Ils sont encore très nombreux à vivre dans l’adversité aujourd’hui à cause de leur expérience dans les pensionnats, et nous en sommes désolés.

Nous regrettons qu’on ait pu croire que la seule manière de subvenir aux besoins des enfants autochtones, d’en prendre soin et de les instruire, consistait à les couper de l’influence de leur famille, de leurs traditions et de leur culture.

Nous sommes désolés qu’il y ait eu une époque où les cultures autochtones étaient dévalorisées – où les langues, les croyances spirituelles et le mode de vie des peuples autochtones étaient à tort jugées comme étant inférieurs.

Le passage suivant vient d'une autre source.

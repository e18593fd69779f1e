use std::collections::BTreeMap;
use std::str::FromStr;

use chrono::{NaiveDate, Weekday};
use serde::{Deserialize, Serialize};
use thiserror::Error;

/// A schedule entry that cannot be resolved.
///
/// These never abort a refresh tick: the aggregator reports the affected
/// entry with a sentinel day count and keeps resolving the other entries.
#[derive(Debug, Clone, PartialEq, Eq, Error)]
pub enum ScheduleError {
    #[error("biweekly rule has no reference date")]
    MissingReferenceDate,
    #[error("unknown weekday name: {0:?}")]
    UnknownWeekday(String),
    #[error("malformed month-day {0:?}, expected MM-DD")]
    MalformedMonthDay(String),
    #[error("month-day {month:02}-{day:02} is not a calendar date")]
    InvalidMonthDay { month: u32, day: u32 },
}

/// How often a collection rule fires.
///
/// - `Weekly`: every week on the rule's weekday.
/// - `Biweekly`: every second week on the rule's weekday, phase-locked to a
///   reference date that must itself fall on a collection day.
#[derive(Debug, Clone, Copy, Serialize, Deserialize, PartialEq, Eq)]
#[serde(rename_all = "snake_case")]
pub enum Frequency {
    Weekly,
    Biweekly,
}

impl Frequency {
    pub fn as_str(&self) -> &'static str {
        match self {
            Self::Weekly => "weekly",
            Self::Biweekly => "biweekly",
        }
    }
}

/// A validated recurring-collection rule.
///
/// `reference_date` is required for biweekly rules; a biweekly rule without
/// one resolves to [`ScheduleError::MissingReferenceDate`].
#[derive(Debug, Clone, Copy, PartialEq, Eq)]
pub struct RecurrenceRule {
    pub weekday: Weekday,
    pub frequency: Frequency,
    pub reference_date: Option<NaiveDate>,
}

/// A yearless month-day pair, e.g. a birthday.
///
/// Feb 29 is a valid month-day; how it resolves in non-leap years is decided
/// by the recurrence calculator.
#[derive(Debug, Clone, Copy, PartialEq, Eq)]
pub struct MonthDay {
    month: u32,
    day: u32,
}

impl MonthDay {
    pub fn new(month: u32, day: u32) -> Result<Self, ScheduleError> {
        // Validate against a leap year so Feb 29 is accepted.
        if NaiveDate::from_ymd_opt(2000, month, day).is_none() {
            return Err(ScheduleError::InvalidMonthDay { month, day });
        }
        Ok(Self { month, day })
    }

    /// Parses the `MM-DD` form used in the schedule file.
    pub fn parse(s: &str) -> Result<Self, ScheduleError> {
        let malformed = || ScheduleError::MalformedMonthDay(s.to_string());
        let (month, day) = s.split_once('-').ok_or_else(malformed)?;
        let month: u32 = month.trim().parse().map_err(|_| malformed())?;
        let day: u32 = day.trim().parse().map_err(|_| malformed())?;
        Self::new(month, day)
    }

    pub fn month(&self) -> u32 {
        self.month
    }

    pub fn day(&self) -> u32 {
        self.day
    }
}

/// The on-disk schedule file (YAML).
///
/// ```yaml
/// trash:
///   black: { day: friday, frequency: biweekly, reference_date: 2026-01-16 }
///   green: { day: monday, frequency: weekly }
/// birthdays:
///   - { name: Alice, date: 01-15 }
/// ```
#[derive(Debug, Clone, Default, Deserialize)]
pub struct ScheduleFile {
    #[serde(default)]
    pub trash: BTreeMap<String, TrashEntry>,
    #[serde(default)]
    pub birthdays: Vec<BirthdayEntry>,
}

/// Raw trash rule as read from YAML, before weekday-name validation.
#[derive(Debug, Clone, Deserialize)]
pub struct TrashEntry {
    pub day: String,
    pub frequency: Frequency,
    #[serde(default)]
    pub reference_date: Option<NaiveDate>,
}

impl TrashEntry {
    pub fn validate(&self) -> Result<RecurrenceRule, ScheduleError> {
        let weekday = Weekday::from_str(&self.day)
            .map_err(|_| ScheduleError::UnknownWeekday(self.day.clone()))?;
        Ok(RecurrenceRule {
            weekday,
            frequency: self.frequency,
            reference_date: self.reference_date,
        })
    }
}

/// Raw birthday entry as read from YAML.
#[derive(Debug, Clone, Deserialize)]
pub struct BirthdayEntry {
    pub name: String,
    pub date: String,
}

impl BirthdayEntry {
    pub fn month_day(&self) -> Result<MonthDay, ScheduleError> {
        MonthDay::parse(&self.date)
    }
}
//! Pure composition of the season resolver, recurrence calculator and an
//! injected holiday set into the per-tick calendar facts.
//!
//! Every external dependency is an explicit argument, so the aggregator is
//! tested with fixture dates and in-memory holiday sets; no clock, network or
//! file access anywhere below this point.

use std::collections::BTreeMap;

use chrono::{Datelike, NaiveDate, Weekday};

use crate::calendar::season::Hemisphere;
use crate::calendar::{recurrence, season};
use crate::models::{
    BirthdayEntry, BirthdayFacts, CollectionFacts, DayFacts, SeasonFacts, TrashEntry,
};

/// Sentinel day count for a schedule entry that could not be resolved.
///
/// One broken entry never aborts the tick; it is reported with this value
/// and a warning while every other entry resolves normally.
pub const UNRESOLVED_DAYS: i64 = 999;

/// The calendar-derived part of a fact snapshot.
#[derive(Debug, Clone)]
pub struct CalendarFacts {
    pub season: SeasonFacts,
    pub calendar: DayFacts,
    pub trash: BTreeMap<String, CollectionFacts>,
    pub birthdays: Vec<BirthdayFacts>,
}

/// Derives all calendar facts for `today`.
///
/// `holidays` maps each public holiday of the current year to its name, as
/// supplied by the holiday provider.
pub fn calendar_facts(
    today: NaiveDate,
    hemisphere: Hemisphere,
    holidays: &BTreeMap<NaiveDate, String>,
    trash_rules: &BTreeMap<String, TrashEntry>,
    birthdays: &[BirthdayEntry],
) -> CalendarFacts {
    let status = season::resolve(today, hemisphere);
    let season = SeasonFacts {
        name: status.season.as_str().to_string(),
        hemisphere: hemisphere.as_str().to_string(),
        progress_percent: status.progress_percent,
        days_to_next: status.days_to_boundary,
        days_until: season::days_until_starts(today),
    };

    let is_weekend = matches!(today.weekday(), Weekday::Sat | Weekday::Sun);
    let holiday_name = holidays.get(&today).cloned();
    let is_holiday = holiday_name.is_some();
    let calendar = DayFacts {
        day_of_week: today.format("%A").to_string(),
        is_weekend,
        is_holiday,
        holiday_name,
        is_working_day: !is_weekend && !is_holiday,
    };

    let trash = trash_rules
        .iter()
        .map(|(label, entry)| (label.clone(), collection_facts(today, label, entry)))
        .collect();

    let birthdays = birthdays
        .iter()
        .map(|entry| birthday_facts(today, entry))
        .collect();

    CalendarFacts {
        season,
        calendar,
        trash,
        birthdays,
    }
}

fn collection_facts(today: NaiveDate, label: &str, entry: &TrashEntry) -> CollectionFacts {
    let resolved = entry
        .validate()
        .and_then(|rule| recurrence::next_occurrence(today, &rule));
    match resolved {
        Ok(occurrence) => CollectionFacts {
            today: occurrence.is_today,
            next_in_days: occurrence.days_until,
        },
        Err(e) => {
            tracing::warn!("Trash rule '{}' could not be resolved: {}", label, e);
            CollectionFacts {
                today: false,
                next_in_days: UNRESOLVED_DAYS,
            }
        }
    }
}

fn birthday_facts(today: NaiveDate, entry: &BirthdayEntry) -> BirthdayFacts {
    match entry.month_day() {
        Ok(month_day) => {
            let occurrence = recurrence::days_until_anniversary(today, month_day);
            BirthdayFacts {
                name: entry.name.clone(),
                month: month_day.month(),
                day: month_day.day(),
                days_until: occurrence.days_until,
                is_today: occurrence.is_today,
                is_this_month: month_day.month() == today.month(),
            }
        }
        Err(e) => {
            tracing::warn!("Birthday '{}' could not be resolved: {}", entry.name, e);
            BirthdayFacts {
                name: entry.name.clone(),
                month: 0,
                day: 0,
                days_until: UNRESOLVED_DAYS,
                is_today: false,
                is_this_month: false,
            }
        }
    }
}
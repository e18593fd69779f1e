use std::sync::{Arc, RwLock};

use clap::{Parser, Subcommand};
use tracing_subscriber::{layer::SubscriberExt, util::SubscriberInitExt};

use tempus::config::{self, Config};
use tempus::monitor::{Monitor, SharedSnapshot};
use tempus::api;

#[derive(Parser)]
#[command(name = "tempus")]
#[command(about = "Calendar, season, and daylight facts exporter for Prometheus")]
struct Cli {
    #[command(subcommand)]
    command: Option<Commands>,
}

#[derive(Subcommand)]
enum Commands {
    /// Start the exporter
    Serve {
        /// Port for the HTTP endpoints (overrides PORT)
        #[arg(short, long)]
        port: Option<u16>,
    },
}

fn init_tracing() {
    let filter = tracing_subscriber::EnvFilter::new(
        std::env::var("RUST_LOG").unwrap_or_else(|_| "tempus=debug,tower_http=debug".into()),
    );

    tracing_subscriber::registry()
        .with(filter)
        .with(tracing_subscriber::fmt::layer())
        .init();
}

#[tokio::main]
async fn main() -> anyhow::Result<()> {
    let cli = Cli::parse();
    init_tracing();

    let mut config = Config::from_env()?;
    if let Some(Commands::Serve { port: Some(port) }) = cli.command {
        config.port = port;
    }

    serve(config).await
}

async fn serve(config: Config) -> anyhow::Result<()> {
    tracing::info!("Starting Tempus exporter");
    tracing::info!(
        "Location: {}, {} ({}, {} hemisphere)",
        config.latitude,
        config.longitude,
        config.timezone,
        config.hemisphere.as_str()
    );

    let schedule = config::load_schedule(&config.schedule_file);
    let port = config.port;

    let monitor = Monitor::new(config, schedule);
    let shared: SharedSnapshot = Arc::new(RwLock::new(Arc::new(monitor.snapshot_now())));

    let app = api::create_router(shared.clone());
    tokio::spawn(monitor.run(shared));

    let listener = tokio::net::TcpListener::bind(format!("0.0.0.0:{}", port)).await?;
    tracing::info!("Metrics at http://0.0.0.0:{}/metrics", port);
    tracing::info!("JSON context at http://0.0.0.0:{}/context", port);

    axum::serve(listener, app)
        .with_graceful_shutdown(shutdown_signal())
        .await?;

    tracing::info!("Tempus exporter stopped");
    Ok(())
}

async fn shutdown_signal() {
    tokio::signal::ctrl_c()
        .await
        .expect("failed to listen for shutdown signal");
    tracing::info!("Shutdown signal received");
}
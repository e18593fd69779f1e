use std::sync::Arc;

use axum::{
    extract::State,
    http::header,
    response::IntoResponse,
    routing::get,
    Json, Router,
};
use tower_http::{cors::CorsLayer, trace::TraceLayer};

use crate::metrics;
use crate::models::FactSnapshot;
use crate::monitor::SharedSnapshot;

pub fn create_router(snapshot: SharedSnapshot) -> Router {
    Router::new()
        .route("/metrics", get(serve_metrics))
        .route("/context", get(serve_context))
        .route("/health", get(health))
        .layer(TraceLayer::new_for_http())
        .layer(CorsLayer::permissive())
        .with_state(snapshot)
}

/// Prometheus scrape endpoint, rendered from the latest snapshot.
async fn serve_metrics(State(shared): State<SharedSnapshot>) -> impl IntoResponse {
    let text = metrics::render(&current(&shared));
    (
        [(header::CONTENT_TYPE, "text/plain; version=0.0.4; charset=utf-8")],
        text,
    )
}

/// Human-readable context document for the JSON poller.
async fn serve_context(State(shared): State<SharedSnapshot>) -> Json<FactSnapshot> {
    Json((*current(&shared)).clone())
}

async fn health() -> impl IntoResponse {
    Json(serde_json::json!({ "status": "ok" }))
}

fn current(shared: &SharedSnapshot) -> Arc<FactSnapshot> {
    shared.read().expect("snapshot lock poisoned").clone()
}
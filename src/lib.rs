pub mod api;
pub mod calendar;
pub mod config;
pub mod metrics;
pub mod models;
pub mod monitor;
pub mod providers;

Cette façon de penser – la façon de penser qui a mené à l’établissement du système des pensionnats et qui a laissé de profondes cicatrices à tant de gens – n’a pas sa place dans notre société.

Elle était inacceptable à l’époque et elle est inacceptable maintenant.

Pendant trop longtemps, le Canada vous a laissés seuls avec ce fardeau.

En 2008, le gouvernement du Canada a présenté des excuses officielles aux anciens pensionnaires, mais il a failli à raconter votre histoire.

Nous savons que cette attente vous a causé encore plus de douleur et de souffrance. L’absence d’excuses qui donnent voix à ce que vous avez vécu a empêché la guérison et la réconciliation.

Après avoir ressenti la douleur de l’exclusion pendant des années dans les pensionnats, après vous être sentis abandonnés pendant des années, je peux à peine imaginer ce que vous avez dû ressentir ce jour-là.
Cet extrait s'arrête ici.